What the task requires. Scan the data below and pick out the lines containing the word "BillingApi".

Available records.
:::

impl Dispatcher {
    /// An empty registry.
    pub fn new(mirror: Arc<Mirror>) -> Self {
        let (events, _) = broadcast::channel(EVENT_CHANNEL_CAPACITY);
        Self {
            mirror,
            handlers: HashMap::new(),
            events,
        }
    }

    /// The standard routes for every mirrored kind.
    pub fn with_default_routes(mirror: Arc<Mirror>, refresh: bool) -> Self {
        let mut dispatcher = Self::new(mirror);

        dispatcher.mirror_on(EntityKind::Charge, CHARGE_MIRROR, refresh);
        dispatcher.mirror_on(EntityKind::Dispute, DISPUTE_MIRROR, refresh);

        dispatcher.mirror_on(EntityKind::Coupon, &["coupon.created", "coupon.updated"], refresh);
        dispatcher.unmirror_on(EntityKind::Coupon, &["coupon.deleted"]);

        dispatcher.mirror_on(EntityKind::Customer, &["customer.created", "customer.updated"], refresh);
        dispatcher.unmirror_on(EntityKind::Customer, &["customer.deleted"]);

        dispatcher.mirror_on(
            EntityKind::Discount,
            &["customer.discount.created", "customer.discount.updated"],
            refresh,
        );
        dispatcher.unmirror_on(EntityKind::Discount, &["customer.discount.deleted"]);

        dispatcher.mirror_on(EntityKind::Card, CARD_MIRROR, refresh);
        dispatcher.unmirror_on(EntityKind::Card, &["customer.source.deleted"]);

        dispatcher.mirror_on(EntityKind::Subscription, SUBSCRIPTION_MIRROR, refresh);
        dispatcher.mirror_on(EntityKind::Invoice, INVOICE_MIRROR, refresh);

        dispatcher.mirror_on(
            EntityKind::InvoiceItem,
            &["invoiceitem.created", "invoiceitem.updated"],
            refresh,
        );
        dispatcher.unmirror_on(EntityKind::InvoiceItem, &["invoiceitem.deleted"]);

        dispatcher.mirror_on(EntityKind::Plan, &["plan.created", "plan.updated"], refresh);
        dispatcher.unmirror_on(EntityKind::Plan, &["plan.deleted"]);

        dispatcher
    }

    /// Route `event_type` to `handler`, replacing any earlier route.
    pub fn register(&mut self, event_type: impl Into<String>, handler: Arc<dyn EventHandler>) {
        self.handlers.insert(event_type.into(), handler);
    }

    pub fn mirror_on(&mut self, kind: EntityKind, event_types: &[&str], refresh: bool) {
        let handler: Arc<dyn EventHandler> = Arc::new(MirrorHandler::new(kind, refresh));
        for event_type in event_types {
            self.register(*event_type, Arc::clone(&handler));
        }
    }

    pub fn unmirror_on(&mut self, kind: EntityKind, event_types: &[&str]) {
        let handler: Arc<dyn EventHandler> = Arc::new(UnmirrorHandler::new(kind));
        for event_type in event_types {
            self.register(*event_type, Arc::clone(&handler));
        }
    }

    pub fn handler_for(&self, event_type: &str) -> Option<&Arc<dyn EventHandler>> {
        self.handlers.get(event_type)
    }

    pub fn mirror(&self) -> &Arc<Mirror> {
        &self.mirror
    }

    pub fn subscribe(&self) -> broadcast::Receiver<BillingEvent> {
        self.events.subscribe()
    }

    pub async fn dispatch(&self, event: &Event) -> Result<DispatchOutcome> {
        let Some(handler) = self.handler_for(&event.event_type) else {
            tracing::debug!("No handler for {} ({}), ignoring", event.event_type, event.id);
            return Ok(DispatchOutcome::ignored(format!(
                "no handler for {}",
                event.event_type
            )));
        };

        let outcome = handler.handle(&self.mirror, &event.data.object).await?;
        match &outcome {
            DispatchOutcome::Ignored { reason } => {
                tracing::warn!("Ignored {} ({}): {}", event.event_type, event.id, reason)
            }
            other => tracing::info!(
                "Handled {} ({}): {} {} {}",
                event.event_type,
                event.id,
                other.label(),
                handler.kind(),
                other.id().unwrap_or_default()
            ),
        }

        // Sending only fails when nobody is subscribed.
        let _ = self.events.send(BillingEvent {
            name: format!("billing.webhook.{}", event.event_type),
            kind: handler.kind(),
            id: outcome.id().map(str::to_string),
            outcome: outcome.clone(),
        });
        Ok(outcome)
    }
}

#[cfg(test)]
mod tests {
    use super::*;
    use crate::entity::TABLES;
    use crate::error::RemoteError;
    use crate::remote::{BillingApi, ListPage, PageRequest, RemoteResult, ResourcePath};
    use mirror_store::{MirrorStore, SqliteMirrorStore};
    use serde_json::json;

    /// Provider that has nothing: every lookup is a 404.
    struct EmptyProvider;

    fn not_found() -> RemoteError {
        RemoteError::classify(
            404,
            r#"{"error": {"type": "invalid_request_error", "message": "No such object"}}"#,
        )
    }

    #[async_trait]
    impl BillingApi for EmptyProvider {
        async fn retrieve(&self, _path: &ResourcePath) -> RemoteResult<RemoteObject> {
            Err(not_found())
        }

        async fn retrieve_with(
            &self,
            _path: &ResourcePath,
            _query: &[(String, String)],
        ) -> RemoteResult<RemoteObject> {
            Err(not_found())
        }

        async fn list(&self, _path: &ResourcePath, _page: &PageRequest) -> RemoteResult<ListPage> {
            Ok(ListPage::default())
        }

        async fn create(
            &self,
            _path: &ResourcePath,
            _params: &[(String, String)],
        ) -> RemoteResult<RemoteObject> {
            Err(not_found())
        }

        async fn update(
            &self,
            _path: &ResourcePath,
            _params: &[(String, String)],
        ) -> RemoteResult<RemoteObject> {
            Err(not_found())
        }

        async fn delete(&self, _path: &ResourcePath) -> RemoteResult<RemoteObject> {
            Err(not_found())
        }
    }

    fn dispatcher(refresh: bool) -> Dispatcher {
        let store: Arc<dyn MirrorStore> = Arc::new(SqliteMirrorStore::in_memory(&TABLES).unwrap());
        let mirror = Arc::new(Mirror::new(Arc::new(EmptyProvider), store));
        Dispatcher::with_default_routes(mirror, refresh)
    }

    fn event(event_type: &str, object: serde_json::Value) -> Event {
        serde_json::from_value(json!({
            "id": "evt_1",
            "type": event_type,
            "data": {"object": object}
        }))
        .unwrap()
    }

    fn plan(id: &str) -> serde_json::Value {
        json!({
            "id": id,
            "object": "plan",
            "amount": 1500,
            "currency": "usd",
            "interval": "month",
            "livemode": false,
            "metadata": {}
        })
    }

    #[test]
    fn default_routes_cover_each_kind() {
        let dispatcher = dispatcher(false);
        let route = |event_type: &str| {
            dispatcher
                .handler_for(event_type)
                .map(|handler| (handler.kind(), handler.action()))
        };

        assert_eq!(route("charge.succeeded"), Some((EntityKind::Charge, Action::Mirror)));
        assert_eq!(route("charge.dispute.closed"), Some((EntityKind::Dispute, Action::Mirror)));
        assert_eq!(route("customer.deleted"), Some((EntityKind::Customer, Action::Unmirror)));
        assert_eq!(route("customer.source.deleted"), Some((EntityKind::Card, Action::Unmirror)));
        assert_eq!(
            route("customer.subscription.deleted"),
            Some((EntityKind::Subscription, Action::Mirror))
        );
        assert_eq!(route("invoiceitem.deleted"), Some((EntityKind::InvoiceItem, Action::Unmirror)));
        assert_eq!(route("ping"), None);
    }

    #[tokio::test]
    async fn unknown_event_types_are_ignored() {
        let outcome = dispatcher(false)
            .dispatch(&event("ping", json!({"id": "x"})))
            .await
            .unwrap();
        assert!(matches!(outcome, DispatchOutcome::Ignored { .. }));
    }

    #[tokio::test]
    async fn non_card_sources_are_ignored() {
        let dispatcher = dispatcher(false);
        let outcome = dispatcher
            .dispatch(&event(
                "customer.source.created",
                json!({"id": "ba_1", "object": "bank_account", "customer": "cus_1"}),
            ))
            .await
            .unwrap();
        assert!(matches!(outcome, DispatchOutcome::Ignored { .. }));
        assert_eq!(dispatcher.mirror().store().count("cards").unwrap(), 0);
    }

    #[tokio::test]
    async fn handled_events_are_published() {
        let dispatcher = dispatcher(false);
        let mut events = dispatcher.subscribe();

        dispatcher
            .dispatch(&event("plan.created", plan("gold")))
            .await
            .unwrap();

        let published = events.recv().await.unwrap();
        assert_eq!(published.name, "billing.webhook.plan.created");
        assert_eq!(published.kind, EntityKind::Plan);
        assert_eq!(published.id.as_deref(), Some("gold"));
        assert_eq!(published.outcome.label(), "mirrored");
    }

    #[tokio::test]
    async fn refresh_turns_a_vanished_object_into_an_unmirror() {
        let dispatcher = dispatcher(false);
        dispatcher
            .dispatch(&event("plan.created", plan("gold")))
            .await
            .unwrap();
        assert_eq!(dispatcher.mirror().store().count("plans").unwrap(), 1);

        let refreshing = Dispatcher::with_default_routes(Arc::clone(dispatcher.mirror()), true);
        let outcome = refreshing
            .dispatch(&event("plan.updated", plan("gold")))
            .await
            .unwrap();

        assert!(matches!(outcome, DispatchOutcome::Unmirrored { ref id, record: Some(_), .. } if id == "gold"));
        assert_eq!(dispatcher.mirror().store().count("plans").unwrap(), 0);
    }
}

:::

Result of this task.
    use crate::remote::{BillingApi, ListPage, PageRequest, RemoteResult, ResourcePath};
    impl BillingApi for EmptyProvider {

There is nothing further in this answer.